Conversion of PSI-352938 to M1. PSI-352938 was incubated with 0.5 μM CYP1A2, 1.5 μM CYP2C8, 1 μM CYP2C9, 1 μM CYP2C19, 1 μM CYP2D6, or 0.5 μM CYP3A4, and the product was separated by HPLC. All reaction mixtures were incubated for 24 h, except for the CYP3A4 reaction mixture, which was incubated for 2 h.

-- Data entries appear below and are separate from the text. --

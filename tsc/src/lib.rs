//! Compiler for a small imperative language targeting the tsvm stack machine.
//!
//! The pipeline is three pure stages: [`tokenize`], [`parse`] and
//! [`generate`]. [`compile`] chains them. No stage keeps state between calls,
//! so they can run concurrently from any number of threads.

pub mod backends;
pub mod envelope;
pub mod error;
pub mod ir;
pub mod parser;
pub mod span;

pub use backends::Artifact;
pub use envelope::Envelope;
pub use error::{CompileError, ErrorCode, Phase};
pub use ir::ast::Program;
pub use parser::lexer::{Token, TokenKind};

/// Source text to tokens, without the trailing `EOF`.
pub fn tokenize(source: &str) -> Result<Vec<Token>, CompileError> {
    parser::lexer::tokenize(source)
}

/// Tokens to AST. The caller terminates `tokens` with an `EOF` token.
pub fn parse(tokens: Vec<Token>) -> Result<Program, CompileError> {
    parser::parser::parse_tokens(tokens)
}

/// AST to a `.tsi` listing.
pub fn generate(program: &Program) -> Result<Artifact, CompileError> {
    backends::stack::generate(program)
}

/// Full pipeline from source text to a `.tsi` listing.
pub fn compile(source: &str) -> Result<Artifact, CompileError> {
    let program = parser::parse(source)?;
    generate(&program)
}

/// Full pipeline, stopping at typed instructions instead of text. Feeds
/// [`tsvm::Program::from_instructions`] without a render/parse round trip.
pub fn compile_instructions(source: &str) -> Result<Vec<tsvm::Instruction>, CompileError> {
    let program = parser::parse(source)?;
    backends::stack::emit(&program)
}
use std::fmt;

use serde::{Deserialize, Serialize};
use thiserror::Error;

/// Pipeline stage an error belongs to.
#[derive(Debug, Clone, Copy, PartialEq, Eq, Serialize, Deserialize)]
#[serde(rename_all = "lowercase")]
pub enum Phase {
    Lex,
    Parse,
    Codegen,
}

/// Stable machine-readable error codes.
#[derive(Debug, Clone, Copy, PartialEq, Eq, Serialize, Deserialize)]
pub enum ErrorCode {
    #[serde(rename = "E_LEX_UNK_CHAR")]
    LexUnknownChar,
    #[serde(rename = "E_LEX_INT_RANGE")]
    LexIntRange,
    #[serde(rename = "E_PARSE_EXPECT")]
    ParseExpect,
    #[serde(rename = "E_PARSE_PRIMARY")]
    ParsePrimary,
    #[serde(rename = "E_PARSE_STMT")]
    ParseStatement,
    #[serde(rename = "E_PARSE_DEPTH")]
    ParseDepth,
    #[serde(rename = "E_CODEGEN")]
    Codegen,
}

impl ErrorCode {
    pub fn as_str(&self) -> &'static str {
        match self {
            Self::LexUnknownChar => "E_LEX_UNK_CHAR",
            Self::LexIntRange => "E_LEX_INT_RANGE",
            Self::ParseExpect => "E_PARSE_EXPECT",
            Self::ParsePrimary => "E_PARSE_PRIMARY",
            Self::ParseStatement => "E_PARSE_STMT",
            Self::ParseDepth => "E_PARSE_DEPTH",
            Self::Codegen => "E_CODEGEN",
        }
    }
}

impl fmt::Display for ErrorCode {
    fn fmt(&self, f: &mut fmt::Formatter<'_>) -> fmt::Result {
        f.write_str(self.as_str())
    }
}

#[derive(Error, Debug, Clone, PartialEq, Eq)]
pub enum CompileError {
    #[error("Lexer error at {line}:{col} [{code}]: {message}")]
    LexerError {
        line: usize,
        col: usize,
        code: ErrorCode,
        message: String,
    },

    #[error("Syntax error at {line}:{col} [{code}]: {message}")]
    SyntaxError {
        line: usize,
        col: usize,
        code: ErrorCode,
        message: String,
    },

    #[error("Codegen error [{code}]: {message}")]
    CodegenError { code: ErrorCode, message: String },
}

impl CompileError {
    pub fn phase(&self) -> Phase {
        match self {
            Self::LexerError { .. } => Phase::Lex,
            Self::SyntaxError { .. } => Phase::Parse,
            Self::CodegenError { .. } => Phase::Codegen,
        }
    }

    pub fn code(&self) -> ErrorCode {
        match self {
            Self::LexerError { code, .. }
            | Self::SyntaxError { code, .. }
            | Self::CodegenError { code, .. } => *code,
        }
    }

    pub fn message(&self) -> &str {
        match self {
            Self::LexerError { message, .. }
            | Self::SyntaxError { message, .. }
            | Self::CodegenError { message, .. } => message,
        }
    }

    pub fn line(&self) -> Option<usize> {
        match self {
            Self::LexerError { line, .. } | Self::SyntaxError { line, .. } => Some(*line),
            Self::CodegenError { .. } => None,
        }
    }

    pub fn col(&self) -> Option<usize> {
        match self {
            Self::LexerError { col, .. } | Self::SyntaxError { col, .. } => Some(*col),
            Self::CodegenError { .. } => None,
        }
    }
}

#[cfg(test)]
mod tests {
    use super::*;

    #[test]
    fn reports_phase_and_location() {
        let err = CompileError::SyntaxError {
            line: 3,
            col: 7,
            code: ErrorCode::ParseExpect,
            message: "Expected SEMICOLON, got EOF".to_string(),
        };
        assert_eq!(err.phase(), Phase::Parse);
        assert_eq!((err.line(), err.col()), (Some(3), Some(7)));
        assert_eq!(
            err.to_string(),
            "Syntax error at 3:7 [E_PARSE_EXPECT]: Expected SEMICOLON, got EOF"
        );

        let err = CompileError::CodegenError {
            code: ErrorCode::Codegen,
            message: "Undeclared name: x".to_string(),
        };
        assert_eq!(err.phase(), Phase::Codegen);
        assert_eq!(err.line(), None);
    }

    #[test]
    fn codes_serialize_to_wire_names() {
        assert_eq!(
            serde_json::to_string(&ErrorCode::ParseStatement).unwrap(),
            "\"E_PARSE_STMT\""
        );
        assert_eq!(
            serde_json::to_string(&ErrorCode::ParseDepth).unwrap(),
            "\"E_PARSE_DEPTH\""
        );
        assert_eq!(serde_json::to_string(&Phase::Codegen).unwrap(), "\"codegen\"");
    }
}
//! Stack machine for `.tsi` programs produced by `tsc`.

pub mod error;
pub mod isa;
pub mod machine;
pub mod program;

pub use error::{LoadError, VmError};
pub use isa::Instruction;
pub use machine::Machine;
pub use program::Program;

Conversion of M1 to M4 by PDEs.
The cyclic nucleotide phosphodiesterases (PDEs) are a family of related phosphohydrolases that selectively catalyze the hydrolysis of the adenosine and/or guanosine-3′,5′-cyclic monophosphate (cAMP and/or cGMP). In this study, we tested the intracellular metabolism of PSI-352938, M1, and M3 with four PDEs (PDE2A1, PDE5A, PDE9A, and PDE11A4) that are known to be expressed in the liver and able to hydrolyze cGMP (2). PSI-352938 was not hydrolyzed by any of the PDEs tested after incubation at 37°C for 90 min (data not shown). Both M1 and M3 were substrates for all four PDEs, and the steady-state kinetic parameters were determined. As shown in Table 1, PDE9A demonstrated the highest activity and PDE2A1 was the least active enzyme in hydrolyzing M1. PDE5A and 11A4 showed intermediate activities. The kcat/Km values for M1 were significantly higher than those for M3 for all four enzymes, mostly due to tighter substrate binding (lower Km values).
Table 1.
Hydrolysis of M1 and M3 by phosphodiesterasesa
Enzyme | M1 |
M3 |
||||
---|---|---|---|---|---|---|
Km (μM) | kcat (s−1) | kcat/Km (μM−1 s−1) | Km (μM) | kcat (s−1) | kcat/Km (μM−1 s−1) | |
PDE2A1 | 34 ± 13 | 0.15 ± 0.02 | 0.0044 | 373 ± 103 | 0.62 ± 0.10 | 0.0017 |
PDE5A | 23 ± 5 | 1.49 ± 0.09 | 0.065 | 117 ± 12 | 1.81 ± 0.07 | 0.015 |
PDE9A | 17 ± 10 | 1.21 ± 0.19 | 0.071 | 194 ± 42 | 1.37 ± 0.13 | 0.0071 |
PDE11A4 | 46 ± 10 | 0.46 ± 0.03 | 0.01 | 215 ± 21 | 0.84 ± 0.04 | 0.0039 |
Results are reported as average values (±standard errors, where shown) based on three and two independent experiments for M1 and M3, respectively.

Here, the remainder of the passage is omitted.